Task goal. Answer with only the number of lines below where "tracing" appears.

Dataset extract.
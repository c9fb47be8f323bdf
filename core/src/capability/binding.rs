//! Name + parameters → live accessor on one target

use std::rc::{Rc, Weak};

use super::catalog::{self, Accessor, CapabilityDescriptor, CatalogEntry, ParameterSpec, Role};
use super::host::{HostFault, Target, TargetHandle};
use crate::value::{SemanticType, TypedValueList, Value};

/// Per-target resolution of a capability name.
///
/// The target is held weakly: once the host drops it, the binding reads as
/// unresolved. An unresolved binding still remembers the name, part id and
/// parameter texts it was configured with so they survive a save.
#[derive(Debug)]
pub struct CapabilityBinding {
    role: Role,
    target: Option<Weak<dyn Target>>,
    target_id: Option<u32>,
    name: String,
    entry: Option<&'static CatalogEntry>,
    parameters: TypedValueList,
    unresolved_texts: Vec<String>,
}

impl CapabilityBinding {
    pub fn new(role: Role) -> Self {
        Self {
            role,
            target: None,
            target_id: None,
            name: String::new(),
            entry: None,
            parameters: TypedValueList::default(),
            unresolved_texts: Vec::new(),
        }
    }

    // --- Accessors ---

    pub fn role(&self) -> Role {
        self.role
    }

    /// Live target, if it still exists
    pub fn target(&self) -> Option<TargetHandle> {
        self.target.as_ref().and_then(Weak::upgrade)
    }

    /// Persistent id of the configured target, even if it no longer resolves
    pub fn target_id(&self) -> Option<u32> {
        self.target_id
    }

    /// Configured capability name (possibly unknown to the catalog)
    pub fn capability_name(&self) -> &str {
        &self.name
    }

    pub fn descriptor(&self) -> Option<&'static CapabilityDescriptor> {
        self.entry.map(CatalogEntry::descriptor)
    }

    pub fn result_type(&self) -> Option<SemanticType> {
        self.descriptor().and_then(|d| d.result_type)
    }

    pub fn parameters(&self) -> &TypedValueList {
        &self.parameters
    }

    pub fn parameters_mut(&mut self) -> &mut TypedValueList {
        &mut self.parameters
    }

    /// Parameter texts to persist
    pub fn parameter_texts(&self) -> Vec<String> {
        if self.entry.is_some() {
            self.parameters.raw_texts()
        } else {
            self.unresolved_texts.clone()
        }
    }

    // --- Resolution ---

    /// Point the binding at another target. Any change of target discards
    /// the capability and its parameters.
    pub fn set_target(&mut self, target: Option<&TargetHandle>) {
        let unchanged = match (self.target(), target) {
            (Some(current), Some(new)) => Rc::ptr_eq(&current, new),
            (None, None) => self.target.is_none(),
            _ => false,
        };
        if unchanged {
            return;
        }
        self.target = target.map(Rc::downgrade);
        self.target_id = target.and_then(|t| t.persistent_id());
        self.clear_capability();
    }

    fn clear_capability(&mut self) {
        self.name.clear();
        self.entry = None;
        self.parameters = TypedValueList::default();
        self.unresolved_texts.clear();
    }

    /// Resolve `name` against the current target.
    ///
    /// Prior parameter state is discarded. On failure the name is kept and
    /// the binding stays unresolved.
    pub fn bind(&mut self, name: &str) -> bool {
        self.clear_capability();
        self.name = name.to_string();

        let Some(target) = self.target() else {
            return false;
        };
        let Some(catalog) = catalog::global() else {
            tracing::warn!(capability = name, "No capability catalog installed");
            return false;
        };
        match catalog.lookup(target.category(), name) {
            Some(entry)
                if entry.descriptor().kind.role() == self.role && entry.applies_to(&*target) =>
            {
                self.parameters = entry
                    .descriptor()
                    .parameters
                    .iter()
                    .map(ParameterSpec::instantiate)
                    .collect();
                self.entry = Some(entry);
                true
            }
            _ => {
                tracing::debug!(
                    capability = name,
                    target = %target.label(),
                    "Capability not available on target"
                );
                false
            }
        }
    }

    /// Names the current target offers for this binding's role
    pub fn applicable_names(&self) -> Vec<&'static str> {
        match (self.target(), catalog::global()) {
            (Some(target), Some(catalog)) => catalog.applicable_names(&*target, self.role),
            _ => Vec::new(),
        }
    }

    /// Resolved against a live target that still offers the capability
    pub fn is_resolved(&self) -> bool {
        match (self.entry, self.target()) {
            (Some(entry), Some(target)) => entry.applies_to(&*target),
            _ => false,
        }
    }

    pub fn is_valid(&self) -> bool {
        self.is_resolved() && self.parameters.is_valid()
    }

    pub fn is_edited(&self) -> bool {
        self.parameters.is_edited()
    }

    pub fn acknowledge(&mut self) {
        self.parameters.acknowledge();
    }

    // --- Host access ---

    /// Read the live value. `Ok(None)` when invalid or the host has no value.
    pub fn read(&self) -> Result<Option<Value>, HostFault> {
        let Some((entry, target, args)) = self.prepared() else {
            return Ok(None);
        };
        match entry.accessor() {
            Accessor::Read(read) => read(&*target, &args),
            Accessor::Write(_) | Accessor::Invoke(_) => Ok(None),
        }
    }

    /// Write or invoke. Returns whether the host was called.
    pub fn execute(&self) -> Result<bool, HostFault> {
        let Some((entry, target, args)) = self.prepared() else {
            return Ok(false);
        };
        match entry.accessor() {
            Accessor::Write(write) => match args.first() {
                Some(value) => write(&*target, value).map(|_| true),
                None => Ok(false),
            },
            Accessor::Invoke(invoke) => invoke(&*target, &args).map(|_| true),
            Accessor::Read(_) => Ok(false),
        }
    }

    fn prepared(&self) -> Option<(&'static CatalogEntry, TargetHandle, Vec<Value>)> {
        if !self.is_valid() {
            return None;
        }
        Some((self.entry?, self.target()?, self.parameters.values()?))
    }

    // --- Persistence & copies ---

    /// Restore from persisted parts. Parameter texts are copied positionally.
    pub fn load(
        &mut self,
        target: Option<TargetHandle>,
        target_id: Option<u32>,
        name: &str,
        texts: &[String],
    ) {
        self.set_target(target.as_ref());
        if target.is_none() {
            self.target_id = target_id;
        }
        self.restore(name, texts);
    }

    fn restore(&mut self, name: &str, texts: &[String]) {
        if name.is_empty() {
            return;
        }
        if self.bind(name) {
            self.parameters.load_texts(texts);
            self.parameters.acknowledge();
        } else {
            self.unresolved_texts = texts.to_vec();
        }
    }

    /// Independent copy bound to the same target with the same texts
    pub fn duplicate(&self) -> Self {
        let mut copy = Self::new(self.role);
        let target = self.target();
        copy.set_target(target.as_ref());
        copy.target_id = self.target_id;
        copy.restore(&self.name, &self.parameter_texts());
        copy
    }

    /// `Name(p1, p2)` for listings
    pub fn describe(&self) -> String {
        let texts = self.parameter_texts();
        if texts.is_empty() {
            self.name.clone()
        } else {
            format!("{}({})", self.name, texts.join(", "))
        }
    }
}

Problem solution. 2